» Requirement:
Could you retype all of the data below exactly as given?

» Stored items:
◆ ◆ ◆ ◆
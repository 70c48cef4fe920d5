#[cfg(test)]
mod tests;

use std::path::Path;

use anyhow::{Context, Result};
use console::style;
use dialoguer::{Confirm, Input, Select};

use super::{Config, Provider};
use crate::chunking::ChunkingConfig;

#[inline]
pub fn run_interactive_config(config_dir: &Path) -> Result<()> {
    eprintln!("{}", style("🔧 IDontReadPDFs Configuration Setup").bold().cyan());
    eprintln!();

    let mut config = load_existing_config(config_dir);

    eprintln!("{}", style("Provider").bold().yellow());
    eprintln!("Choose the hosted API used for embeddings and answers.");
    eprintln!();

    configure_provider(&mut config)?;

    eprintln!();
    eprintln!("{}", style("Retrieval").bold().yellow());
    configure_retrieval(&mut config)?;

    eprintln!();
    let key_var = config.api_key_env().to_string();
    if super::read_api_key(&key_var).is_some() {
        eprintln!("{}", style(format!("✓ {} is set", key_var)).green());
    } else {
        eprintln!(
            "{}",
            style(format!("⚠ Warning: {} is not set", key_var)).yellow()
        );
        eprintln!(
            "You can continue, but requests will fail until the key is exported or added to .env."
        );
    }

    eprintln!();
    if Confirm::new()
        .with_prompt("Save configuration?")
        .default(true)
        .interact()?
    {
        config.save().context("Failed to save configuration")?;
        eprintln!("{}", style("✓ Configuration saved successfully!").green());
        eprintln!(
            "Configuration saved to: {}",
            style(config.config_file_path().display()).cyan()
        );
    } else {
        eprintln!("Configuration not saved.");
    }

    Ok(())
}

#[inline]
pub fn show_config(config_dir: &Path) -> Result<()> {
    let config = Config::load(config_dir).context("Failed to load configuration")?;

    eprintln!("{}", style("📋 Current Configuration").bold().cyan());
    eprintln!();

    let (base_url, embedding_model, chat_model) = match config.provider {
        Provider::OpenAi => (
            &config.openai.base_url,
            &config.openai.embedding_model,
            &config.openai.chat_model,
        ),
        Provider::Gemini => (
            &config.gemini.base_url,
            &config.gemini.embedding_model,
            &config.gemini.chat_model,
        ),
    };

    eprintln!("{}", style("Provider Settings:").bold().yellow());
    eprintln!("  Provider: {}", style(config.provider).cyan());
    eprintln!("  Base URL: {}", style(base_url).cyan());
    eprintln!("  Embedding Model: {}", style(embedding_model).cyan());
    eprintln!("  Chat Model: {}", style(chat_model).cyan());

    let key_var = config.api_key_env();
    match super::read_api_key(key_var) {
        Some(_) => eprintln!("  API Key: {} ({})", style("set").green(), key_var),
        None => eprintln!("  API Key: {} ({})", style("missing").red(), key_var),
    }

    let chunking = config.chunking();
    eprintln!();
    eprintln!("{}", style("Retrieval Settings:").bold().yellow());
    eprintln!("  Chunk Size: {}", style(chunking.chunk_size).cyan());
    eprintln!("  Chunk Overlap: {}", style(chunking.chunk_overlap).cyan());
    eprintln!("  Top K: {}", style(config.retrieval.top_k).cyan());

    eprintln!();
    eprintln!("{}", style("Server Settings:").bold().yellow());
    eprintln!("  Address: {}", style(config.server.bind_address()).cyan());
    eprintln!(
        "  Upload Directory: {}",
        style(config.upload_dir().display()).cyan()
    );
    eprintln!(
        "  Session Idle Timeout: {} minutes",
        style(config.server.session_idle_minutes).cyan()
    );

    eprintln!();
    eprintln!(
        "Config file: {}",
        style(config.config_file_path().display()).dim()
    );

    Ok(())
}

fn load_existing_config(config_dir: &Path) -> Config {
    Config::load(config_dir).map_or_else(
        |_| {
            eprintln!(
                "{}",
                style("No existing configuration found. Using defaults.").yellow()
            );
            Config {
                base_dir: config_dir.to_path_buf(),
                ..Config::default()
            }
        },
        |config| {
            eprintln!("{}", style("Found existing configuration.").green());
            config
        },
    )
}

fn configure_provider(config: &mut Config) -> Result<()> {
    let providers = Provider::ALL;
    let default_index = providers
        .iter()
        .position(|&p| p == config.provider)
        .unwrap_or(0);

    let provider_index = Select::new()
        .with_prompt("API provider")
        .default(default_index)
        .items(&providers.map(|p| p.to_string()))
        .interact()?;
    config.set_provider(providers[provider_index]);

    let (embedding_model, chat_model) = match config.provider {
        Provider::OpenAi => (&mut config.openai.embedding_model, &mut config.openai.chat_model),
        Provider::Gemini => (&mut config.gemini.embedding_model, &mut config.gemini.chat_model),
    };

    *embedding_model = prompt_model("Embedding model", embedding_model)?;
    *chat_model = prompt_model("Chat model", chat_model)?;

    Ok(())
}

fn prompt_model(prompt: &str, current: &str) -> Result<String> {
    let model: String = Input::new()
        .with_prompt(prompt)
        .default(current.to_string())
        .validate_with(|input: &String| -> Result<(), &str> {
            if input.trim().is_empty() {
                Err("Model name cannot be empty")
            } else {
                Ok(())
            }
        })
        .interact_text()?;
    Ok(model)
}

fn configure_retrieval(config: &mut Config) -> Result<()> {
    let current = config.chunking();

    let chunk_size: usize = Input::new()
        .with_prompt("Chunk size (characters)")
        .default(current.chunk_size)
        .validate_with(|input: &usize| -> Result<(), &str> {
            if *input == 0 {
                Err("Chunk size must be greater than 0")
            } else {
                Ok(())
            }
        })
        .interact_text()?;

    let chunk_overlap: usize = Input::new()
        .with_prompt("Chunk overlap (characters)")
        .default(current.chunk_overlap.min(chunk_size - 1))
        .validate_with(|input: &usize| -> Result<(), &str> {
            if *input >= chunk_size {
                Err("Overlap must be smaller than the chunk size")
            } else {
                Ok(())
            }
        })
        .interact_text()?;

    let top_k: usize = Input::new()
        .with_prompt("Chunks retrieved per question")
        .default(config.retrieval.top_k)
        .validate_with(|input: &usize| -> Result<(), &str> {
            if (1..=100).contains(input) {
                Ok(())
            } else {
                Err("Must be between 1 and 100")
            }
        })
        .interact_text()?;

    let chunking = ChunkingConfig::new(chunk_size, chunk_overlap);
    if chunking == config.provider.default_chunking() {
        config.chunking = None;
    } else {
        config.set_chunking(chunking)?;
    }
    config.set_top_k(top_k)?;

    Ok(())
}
◆ ◆ ◆ ◆
» Response box:
repository 70c48cef4fe920d5
#[cfg(test)]
mod tests;

use std::path::Path;

use anyhow::{Context, Result};
use console::style;
use dialoguer::{Confirm, Input, Select};

use super::{Config, Provider};
use crate::chunking::ChunkingConfig;

#[inline]
pub fn run_interactive_config(config_dir: &Path) -> Result<()> {
    eprintln!("{}", style("🔧 IDontReadPDFs Configuration Setup").bold().cyan());
    eprintln!();

    let mut config = load_existing_config(config_dir);

    eprintln!("{}", style("Provider").bold().yellow());
    eprintln!("Choose the hosted API used for embeddings and answers.");
    eprintln!();

    configure_provider(&mut config)?;

    eprintln!();
    eprintln!("{}", style("Retrieval").bold().yellow());
    configure_retrieval(&mut config)?;

    eprintln!();
    let key_var = config.api_key_env().to_string();
    if super::read_api_key(&key_var).is_some() {
        eprintln!("{}", style(format!("✓ {} is set", key_var)).green());
    } else {
        eprintln!(
            "{}",
            style(format!("⚠ Warning: {} is not set", key_var)).yellow()
        );
        eprintln!(
            "You can continue, but requests will fail until the key is exported or added to .env."
        );
    }

    eprintln!();
    if Confirm::new()
        .with_prompt("Save configuration?")
        .default(true)
        .interact()?
    {
        config.save().context("Failed to save configuration")?;
        eprintln!("{}", style("✓ Configuration saved successfully!").green());
        eprintln!(
            "Configuration saved to: {}",
            style(config.config_file_path().display()).cyan()
        );
    } else {
        eprintln!("Configuration not saved.");
    }

    Ok(())
}

#[inline]
pub fn show_config(config_dir: &Path) -> Result<()> {
    let config = Config::load(config_dir).context("Failed to load configuration")?;

    eprintln!("{}", style("📋 Current Configuration").bold().cyan());
    eprintln!();

    let (base_url, embedding_model, chat_model) = match config.provider {
        Provider::OpenAi => (
            &config.openai.base_url,
            &config.openai.embedding_model,
            &config.openai.chat_model,
        ),
        Provider::Gemini => (
            &config.gemini.base_url,
            &config.gemini.embedding_model,
            &config.gemini.chat_model,
        ),
    };

    eprintln!("{}", style("Provider Settings:").bold().yellow());
    eprintln!("  Provider: {}", style(config.provider).cyan());
    eprintln!("  Base URL: {}", style(base_url).cyan());
    eprintln!("  Embedding Model: {}", style(embedding_model).cyan());
    eprintln!("  Chat Model: {}", style(chat_model).cyan());

    let key_var = config.api_key_env();
    match super::read_api_key(key_var) {
        Some(_) => eprintln!("  API Key: {} ({})", style("set").green(), key_var),
        None => eprintln!("  API Key: {} ({})", style("missing").red(), key_var),
    }

    let chunking = config.chunking();
    eprintln!();
    eprintln!("{}", style("Retrieval Settings:").bold().yellow());
    eprintln!("  Chunk Size: {}", style(chunking.chunk_size).cyan());
    eprintln!("  Chunk Overlap: {}", style(chunking.chunk_overlap).cyan());
    eprintln!("  Top K: {}", style(config.retrieval.top_k).cyan());

    eprintln!();
    eprintln!("{}", style("Server Settings:").bold().yellow());
    eprintln!("  Address: {}", style(config.server.bind_address()).cyan());
    eprintln!(
        "  Upload Directory: {}",
        style(config.upload_dir().display()).cyan()
    );
    eprintln!(
        "  Session Idle Timeout: {} minutes",
        style(config.server.session_idle_minutes).cyan()
    );

    eprintln!();
    eprintln!(
        "Config file: {}",
        style(config.config_file_path().display()).dim()
    );

    Ok(())
}

fn load_existing_config(config_dir: &Path) -> Config {
    Config::load(config_dir).map_or_else(
        |_| {
            eprintln!(
                "{}",
                style("No existing configuration found. Using defaults.").yellow()
            );
            Config {
                base_dir: config_dir.to_path_buf(),
                ..Config::default()
            }
        },
        |config| {
            eprintln!("{}", style("Found existing configuration.").green());
            config
        },
    )
}

fn configure_provider(config: &mut Config) -> Result<()> {
    let providers = Provider::ALL;
    let default_index = providers
        .iter()
        .position(|&p| p == config.provider)
        .unwrap_or(0);

    let provider_index = Select::new()
        .with_prompt("API provider")
        .default(default_index)
        .items(&providers.map(|p| p.to_string()))
        .interact()?;
    config.set_provider(providers[provider_index]);

    let (embedding_model, chat_model) = match config.provider {
        Provider::OpenAi => (&mut config.openai.embedding_model, &mut config.openai.chat_model),
        Provider::Gemini => (&mut config.gemini.embedding_model, &mut config.gemini.chat_model),
    };

    *embedding_model = prompt_model("Embedding model", embedding_model)?;
    *chat_model = prompt_model("Chat model", chat_model)?;

    Ok(())
}

fn prompt_model(prompt: &str, current: &str) -> Result<String> {
    let model: String = Input::new()
        .with_prompt(prompt)
        .default(current.to_string())
        .validate_with(|input: &String| -> Result<(), &str> {
            if input.trim().is_empty() {
                Err("Model name cannot be empty")
            } else {
                Ok(())
            }
        })
        .interact_text()?;
    Ok(model)
}

fn configure_retrieval(config: &mut Config) -> Result<()> {
    let current = config.chunking();

    let chunk_size: usize = Input::new()
        .with_prompt("Chunk size (characters)")
        .default(current.chunk_size)
        .validate_with(|input: &usize| -> Result<(), &str> {
            if *input == 0 {
                Err("Chunk size must be greater than 0")
            } else {
                Ok(())
            }
        })
        .interact_text()?;

    let chunk_overlap: usize = Input::new()
        .with_prompt("Chunk overlap (characters)")
        .default(current.chunk_overlap.min(chunk_size - 1))
        .validate_with(|input: &usize| -> Result<(), &str> {
            if *input >= chunk_size {
                Err("Overlap must be smaller than the chunk size")
            } else {
                Ok(())
            }
        })
        .interact_text()?;

    let top_k: usize = Input::new()
        .with_prompt("Chunks retrieved per question")
        .default(config.retrieval.top_k)
        .validate_with(|input: &usize| -> Result<(), &str> {
            if (1..=100).contains(input) {
                Ok(())
            } else {
                Err("Must be between 1 and 100")
            }
        })
        .interact_text()?;

    let chunking = ChunkingConfig::new(chunk_size, chunk_overlap);
    if chunking == config.provider.default_chunking() {
        config.chunking = None;
    } else {
        config.set_chunking(chunking)?;
    }
    config.set_top_k(top_k)?;

    Ok(())
}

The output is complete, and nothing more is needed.